TASK TO CARRY OUT: Word for word, give the entries back.

TASK INPUTS:

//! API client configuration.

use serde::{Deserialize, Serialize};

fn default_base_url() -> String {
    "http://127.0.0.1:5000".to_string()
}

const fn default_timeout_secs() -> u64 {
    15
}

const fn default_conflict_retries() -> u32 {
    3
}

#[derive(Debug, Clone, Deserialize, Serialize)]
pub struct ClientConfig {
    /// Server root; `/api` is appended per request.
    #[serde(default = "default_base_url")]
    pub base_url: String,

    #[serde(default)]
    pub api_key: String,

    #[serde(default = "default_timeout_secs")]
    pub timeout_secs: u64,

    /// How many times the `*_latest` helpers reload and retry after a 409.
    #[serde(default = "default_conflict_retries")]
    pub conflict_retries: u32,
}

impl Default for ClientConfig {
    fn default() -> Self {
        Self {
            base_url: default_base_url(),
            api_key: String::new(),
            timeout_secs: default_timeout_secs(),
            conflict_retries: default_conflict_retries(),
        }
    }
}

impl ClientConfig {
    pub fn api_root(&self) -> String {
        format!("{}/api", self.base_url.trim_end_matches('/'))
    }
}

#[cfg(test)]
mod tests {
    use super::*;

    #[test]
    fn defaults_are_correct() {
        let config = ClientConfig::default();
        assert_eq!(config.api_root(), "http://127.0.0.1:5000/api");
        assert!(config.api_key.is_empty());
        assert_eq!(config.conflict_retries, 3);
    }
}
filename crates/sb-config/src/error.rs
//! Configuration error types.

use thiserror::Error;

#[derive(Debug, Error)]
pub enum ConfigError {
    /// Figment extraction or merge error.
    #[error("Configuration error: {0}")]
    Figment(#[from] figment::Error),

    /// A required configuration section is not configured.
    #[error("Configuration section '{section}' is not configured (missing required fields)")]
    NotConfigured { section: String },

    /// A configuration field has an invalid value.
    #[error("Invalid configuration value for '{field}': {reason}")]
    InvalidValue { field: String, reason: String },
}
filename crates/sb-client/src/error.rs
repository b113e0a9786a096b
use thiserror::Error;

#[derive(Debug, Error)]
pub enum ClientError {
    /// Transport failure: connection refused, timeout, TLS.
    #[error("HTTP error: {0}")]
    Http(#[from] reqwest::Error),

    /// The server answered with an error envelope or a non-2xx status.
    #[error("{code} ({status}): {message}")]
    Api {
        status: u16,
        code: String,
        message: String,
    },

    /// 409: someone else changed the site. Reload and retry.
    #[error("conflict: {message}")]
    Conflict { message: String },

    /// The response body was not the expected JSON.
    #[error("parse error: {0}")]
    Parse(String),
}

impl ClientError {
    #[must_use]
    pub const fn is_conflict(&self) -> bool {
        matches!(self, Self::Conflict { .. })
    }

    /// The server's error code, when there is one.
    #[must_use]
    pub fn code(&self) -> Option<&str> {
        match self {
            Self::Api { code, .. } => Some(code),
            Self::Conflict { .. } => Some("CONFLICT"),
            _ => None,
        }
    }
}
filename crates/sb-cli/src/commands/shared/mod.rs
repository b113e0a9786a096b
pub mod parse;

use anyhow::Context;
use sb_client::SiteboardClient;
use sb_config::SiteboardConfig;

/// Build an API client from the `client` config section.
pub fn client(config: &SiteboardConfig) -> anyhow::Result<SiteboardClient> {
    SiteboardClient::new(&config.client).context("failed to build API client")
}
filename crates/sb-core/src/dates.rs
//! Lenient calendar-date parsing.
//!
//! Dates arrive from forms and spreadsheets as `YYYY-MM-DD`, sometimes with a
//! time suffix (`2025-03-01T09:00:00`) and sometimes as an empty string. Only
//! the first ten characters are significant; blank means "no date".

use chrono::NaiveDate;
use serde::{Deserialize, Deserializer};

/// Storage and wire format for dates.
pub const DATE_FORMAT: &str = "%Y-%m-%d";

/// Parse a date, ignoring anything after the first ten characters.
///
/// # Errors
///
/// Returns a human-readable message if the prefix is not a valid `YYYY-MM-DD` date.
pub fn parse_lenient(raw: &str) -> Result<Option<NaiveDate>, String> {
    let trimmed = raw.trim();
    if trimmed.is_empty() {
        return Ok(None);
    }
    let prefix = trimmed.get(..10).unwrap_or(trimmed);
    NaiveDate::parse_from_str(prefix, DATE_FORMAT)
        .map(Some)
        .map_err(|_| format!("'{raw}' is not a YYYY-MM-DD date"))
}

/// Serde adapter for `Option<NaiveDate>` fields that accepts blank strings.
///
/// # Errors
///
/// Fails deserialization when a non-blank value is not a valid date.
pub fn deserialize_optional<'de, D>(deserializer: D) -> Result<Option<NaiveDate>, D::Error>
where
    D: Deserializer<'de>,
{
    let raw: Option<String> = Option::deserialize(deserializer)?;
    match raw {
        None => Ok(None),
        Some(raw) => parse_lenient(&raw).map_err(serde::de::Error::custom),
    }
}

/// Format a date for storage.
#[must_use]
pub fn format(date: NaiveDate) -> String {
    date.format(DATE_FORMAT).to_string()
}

RESPONSE TO THIS TASK:
//! API client configuration.

use serde::{Deserialize, Serialize};

fn default_base_url() -> String {
    "http://127.0.0.1:5000".to_string()
}

const fn default_timeout_secs() -> u64 {
    15
}

const fn default_conflict_retries() -> u32 {
    3
}

#[derive(Debug, Clone, Deserialize, Serialize)]
pub struct ClientConfig {
    /// Server root; `/api` is appended per request.
    #[serde(default = "default_base_url")]
    pub base_url: String,

    #[serde(default)]
    pub api_key: String,

    #[serde(default = "default_timeout_secs")]
    pub timeout_secs: u64,

    /// How many times the `*_latest` helpers reload and retry after a 409.
    #[serde(default = "default_conflict_retries")]
    pub conflict_retries: u32,
}

impl Default for ClientConfig {
    fn default() -> Self {
        Self {
            base_url: default_base_url(),
            api_key: String::new(),
            timeout_secs: default_timeout_secs(),
            conflict_retries: default_conflict_retries(),
        }
    }
}

impl ClientConfig {
    pub fn api_root(&self) -> String {
        format!("{}/api", self.base_url.trim_end_matches('/'))
    }
}

#[cfg(test)]
mod tests {
    use super::*;

    #[test]
    fn defaults_are_correct() {
        let config = ClientConfig::default();
        assert_eq!(config.api_root(), "http://127.0.0.1:5000/api");
        assert!(config.api_key.is_empty());
        assert_eq!(config.conflict_retries, 3);
    }
}
filename crates/sb-config/src/error.rs
//! Configuration error types.

use thiserror::Error;

#[derive(Debug, Error)]
pub enum ConfigError {
    /// Figment extraction or merge error.
    #[error("Configuration error: {0}")]
    Figment(#[from] figment::Error),

    /// A required configuration section is not configured.
    #[error("Configuration section '{section}' is not configured (missing required fields)")]
    NotConfigured { section: String },

    /// A configuration field has an invalid value.
    #[error("Invalid configuration value for '{field}': {reason}")]
    InvalidValue { field: String, reason: String },
}
filename crates/sb-client/src/error.rs
repository b113e0a9786a096b
use thiserror::Error;

#[derive(Debug, Error)]
pub enum ClientError {
    /// Transport failure: connection refused, timeout, TLS.
    #[error("HTTP error: {0}")]
    Http(#[from] reqwest::Error),

    /// The server answered with an error envelope or a non-2xx status.
    #[error("{code} ({status}): {message}")]
    Api {
        status: u16,
        code: String,
        message: String,
    },

    /// 409: someone else changed the site. Reload and retry.
    #[error("conflict: {message}")]
    Conflict { message: String },

    /// The response body was not the expected JSON.
    #[error("parse error: {0}")]
    Parse(String),
}

impl ClientError {
    #[must_use]
    pub const fn is_conflict(&self) -> bool {
        matches!(self, Self::Conflict { .. })
    }

    /// The server's error code, when there is one.
    #[must_use]
    pub fn code(&self) -> Option<&str> {
        match self {
            Self::Api { code, .. } => Some(code),
            Self::Conflict { .. } => Some("CONFLICT"),
            _ => None,
        }
    }
}
filename crates/sb-cli/src/commands/shared/mod.rs
repository b113e0a9786a096b
pub mod parse;

use anyhow::Context;
use sb_client::SiteboardClient;
use sb_config::SiteboardConfig;

/// Build an API client from the `client` config section.
pub fn client(config: &SiteboardConfig) -> anyhow::Result<SiteboardClient> {
    SiteboardClient::new(&config.client).context("failed to build API client")
}
filename crates/sb-core/src/dates.rs
//! Lenient calendar-date parsing.
//!
//! Dates arrive from forms and spreadsheets as `YYYY-MM-DD`, sometimes with a
//! time suffix (`2025-03-01T09:00:00`) and sometimes as an empty string. Only
//! the first ten characters are significant; blank means "no date".

use chrono::NaiveDate;
use serde::{Deserialize, Deserializer};

/// Storage and wire format for dates.
pub const DATE_FORMAT: &str = "%Y-%m-%d";

/// Parse a date, ignoring anything after the first ten characters.
///
/// # Errors
///
/// Returns a human-readable message if the prefix is not a valid `YYYY-MM-DD` date.
pub fn parse_lenient(raw: &str) -> Result<Option<NaiveDate>, String> {
    let trimmed = raw.trim();
    if trimmed.is_empty() {
        return Ok(None);
    }
    let prefix = trimmed.get(..10).unwrap_or(trimmed);
    NaiveDate::parse_from_str(prefix, DATE_FORMAT)
        .map(Some)
        .map_err(|_| format!("'{raw}' is not a YYYY-MM-DD date"))
}

/// Serde adapter for `Option<NaiveDate>` fields that accepts blank strings.
///
/// # Errors
///
/// Fails deserialization when a non-blank value is not a valid date.
pub fn deserialize_optional<'de, D>(deserializer: D) -> Result<Option<NaiveDate>, D::Error>
where
    D: Deserializer<'de>,
{
    let raw: Option<String> = Option::deserialize(deserializer)?;
    match raw {
        None => Ok(None),
        Some(raw) => parse_lenient(&raw).map_err(serde::de::Error::custom),
    }
}

/// Format a date for storage.
#[must_use]
pub fn format(date: NaiveDate) -> String {
    date.format(DATE_FORMAT).to_string()
}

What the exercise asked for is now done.